Il Ministero dell’economia e delle finanze ha chiarito che con la definizione “soggetti diversi” si intendono entità giuridiche distinte. Vengono dunque inclusi, a titolo esemplificativo, anche i trasferimenti intercorsi tra due società, o tra il socio e la società di cui questi fa parte, o tra società controllata e società controllante, o tra legale rappresentante e socio o tra due società aventi lo stesso amministratore, per acquisti o vendite, per prestazioni di servizi, per acquisti a titolo di conferimento di capitale, o di pagamento dei dividendi. Inoltre, nella violazione sono coinvolti entrambi i soggetti che hanno effettuato il trasferimento: non solo, quindi, il soggetto che effettua la dazione di denaro, ma anche quello che lo riceve.

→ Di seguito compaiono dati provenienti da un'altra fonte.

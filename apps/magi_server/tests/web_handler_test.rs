//! Router-level tests driving the handlers with scripted ephemeris sources.

use axum::{
    body::Body,
    http::{header, Request, StatusCode},
    Router,
};
use chrono::{DateTime, Utc};
use http_body_util::BodyExt;
use magi::ephemeris::{BackendState, EphemerisAdapter, EphemerisError, GeoLocation};
use magi::{AspectEngine, Body as Planet, Chart, Ephemerides, PositionResolver};
use magi_server::{build_router, AppState};
use std::sync::Arc;
use std::time::Duration;

/// Every body at a fixed longitude.
struct FixedEphemeris;

impl EphemerisAdapter for FixedEphemeris {
    fn name(&self) -> &str {
        "fixed"
    }

    fn longitude(
        &self,
        body: Planet,
        _instant: DateTime<Utc>,
        _location: GeoLocation,
    ) -> Result<f64, EphemerisError> {
        Ok(match body {
            Planet::Sun => 10.0,
            Planet::Moon => 100.2,
            Planet::Mars => 250.0,
            _ => 300.0,
        })
    }
}

/// Stalls on the Sun, longer than the request timeout used below.
struct SlowEphemeris;

impl EphemerisAdapter for SlowEphemeris {
    fn name(&self) -> &str {
        "slow"
    }

    fn longitude(
        &self,
        body: Planet,
        _instant: DateTime<Utc>,
        _location: GeoLocation,
    ) -> Result<f64, EphemerisError> {
        if body == Planet::Sun {
            std::thread::sleep(Duration::from_millis(300));
        }
        Ok(0.0)
    }
}

fn charts() -> [Chart; 2] {
    [
        Chart::parse("Madonna", "1958-08-16", "00:00", -5.0, 42.65, -83.89).unwrap(),
        Chart::parse("Sean Penn", "1960-08-17", "00:00", -7.0, 34.05, -118.24).unwrap(),
    ]
}

fn app_with(classical: BackendState, minor_body: BackendState, timeout: Duration) -> Router {
    let ephemerides = Arc::new(Ephemerides::from_parts(classical, minor_body));
    build_router(AppState {
        resolver: PositionResolver::new(ephemerides),
        engine: AspectEngine::default(),
        charts: charts(),
        request_timeout: timeout,
    })
}

fn create_test_app() -> Router {
    app_with(
        BackendState::Ready(Arc::new(FixedEphemeris)),
        BackendState::Unavailable {
            reason: "no seas file".to_string(),
        },
        Duration::from_secs(5),
    )
}

async fn get(app: Router, uri: &str) -> (StatusCode, String) {
    use tower::ServiceExt;

    let response = app
        .oneshot(Request::builder().uri(uri).body(Body::empty()).unwrap())
        .await
        .unwrap();
    let status = response.status();
    let bytes = response.into_body().collect().await.unwrap().to_bytes();
    (status, String::from_utf8(bytes.to_vec()).unwrap())
}

#[tokio::test]
async fn test_root_returns_plain_text_report() {
    let app = create_test_app();
    let response = {
        use tower::ServiceExt;
        app.oneshot(Request::builder().uri("/").body(Body::empty()).unwrap())
            .await
            .unwrap()
    };

    assert_eq!(response.status(), StatusCode::OK);
    let content_type = response.headers().get(header::CONTENT_TYPE).unwrap();
    assert!(content_type.to_str().unwrap().starts_with("text/plain"));

    let bytes = response.into_body().collect().await.unwrap().to_bytes();
    let text = String::from_utf8(bytes.to_vec()).unwrap();
    assert!(text.contains("--- Magi Astrology Report ---"));
    assert!(text.contains("Chart 1: Madonna (1958-08-16)"));
    assert!(text.contains("Planetary Positions for Sean Penn:"));
    assert!(text.contains("(Square, Hard, Orb: 0.20°) [H]"));
    assert!(text.contains("Chiron    :   0.000° (ephemeris unavailable)"));
}

#[tokio::test]
async fn test_run_alias_matches_root() {
    let (status_root, root) = get(create_test_app(), "/").await;
    let (status_run, run) = get(create_test_app(), "/run").await;

    assert_eq!(status_root, StatusCode::OK);
    assert_eq!(status_run, StatusCode::OK);
    assert_eq!(root, run);
}

#[tokio::test]
async fn test_report_json() {
    let (status, body) = get(create_test_app(), "/report.json").await;

    assert_eq!(status, StatusCode::OK);
    let json: serde_json::Value = serde_json::from_str(&body).unwrap();
    assert_eq!(json["first"]["chart"]["name"], "Madonna");
    assert_eq!(json["second"]["positions"]["Chiron"]["degraded"], true);
    assert_eq!(json["natal_orb"], 3.0);
    assert_eq!(json["synastry_orb"], 1.0);
}

#[tokio::test]
async fn test_health_reports_degraded_minor_body() {
    let (status, body) = get(create_test_app(), "/health").await;

    assert_eq!(status, StatusCode::OK);
    let json: serde_json::Value = serde_json::from_str(&body).unwrap();
    assert_eq!(json["status"], "ok");
    assert_eq!(json["backends"][0]["backend"], "classical");
    assert_eq!(json["backends"][1]["ready"], false);
    assert_eq!(json["backends"][1]["reason"], "no seas file");
}

#[tokio::test]
async fn test_health_fails_without_classical_backend() {
    let app = app_with(
        BackendState::Unavailable {
            reason: "broken".to_string(),
        },
        BackendState::Ready(Arc::new(FixedEphemeris)),
        Duration::from_secs(5),
    );

    let (status, body) = get(app, "/health").await;

    assert_eq!(status, StatusCode::SERVICE_UNAVAILABLE);
    assert!(body.contains("\"status\":\"error\""));
}

#[tokio::test]
async fn test_pipeline_error_maps_to_500() {
    struct Broken;
    impl EphemerisAdapter for Broken {
        fn name(&self) -> &str {
            "broken"
        }
        fn longitude(
            &self,
            body: Planet,
            instant: DateTime<Utc>,
            _location: GeoLocation,
        ) -> Result<f64, EphemerisError> {
            Err(EphemerisError::CalculationFailed {
                body,
                datetime: instant,
                message: "corrupt data file".to_string(),
            })
        }
    }

    let app = app_with(
        BackendState::Ready(Arc::new(Broken)),
        BackendState::Ready(Arc::new(FixedEphemeris)),
        Duration::from_secs(5),
    );

    let (status, body) = get(app, "/").await;

    assert_eq!(status, StatusCode::INTERNAL_SERVER_ERROR);
    assert!(body.contains("corrupt data file"));
}

#[tokio::test]
async fn test_slow_backend_times_out() {
    let app = app_with(
        BackendState::Ready(Arc::new(SlowEphemeris)),
        BackendState::Ready(Arc::new(SlowEphemeris)),
        Duration::from_millis(50),
    );

    let (status, body) = get(app, "/").await;

    assert_eq!(status, StatusCode::GATEWAY_TIMEOUT);
    assert!(body.contains("exceeded"));
}

#[tokio::test]
async fn test_unknown_route_is_404() {
    let (status, _) = get(create_test_app(), "/nope").await;
    assert_eq!(status, StatusCode::NOT_FOUND);
}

Il trasferimento di denaro contante superiore alla soglia sopra indicata, quale che ne sia la causa o il titolo, è vietato anche quando è effettuato con più pagamenti, inferiori al limite, che appaiono artificiosamente frazionati.

Nessuna violazione è contestabile invece nel caso in cui il trasferimento, considerato nel suo complesso, sia frutto della somma algebrica di una pluralità di operazioni autonome, distinte e differenziate (ad esempio per singoli pagamenti presso un fornitore a fronte di ripetuti acquisti), oppure nell’ipotesi in cui una pluralità di distinti pagamenti sia connaturata all’operazione stessa (ad esempio in caso di un contratto di somministrazione) ovvero qualora si verifichi in conseguenza di un preventivo accordo negoziale tra le parti, come nel caso di un pagamento rateale.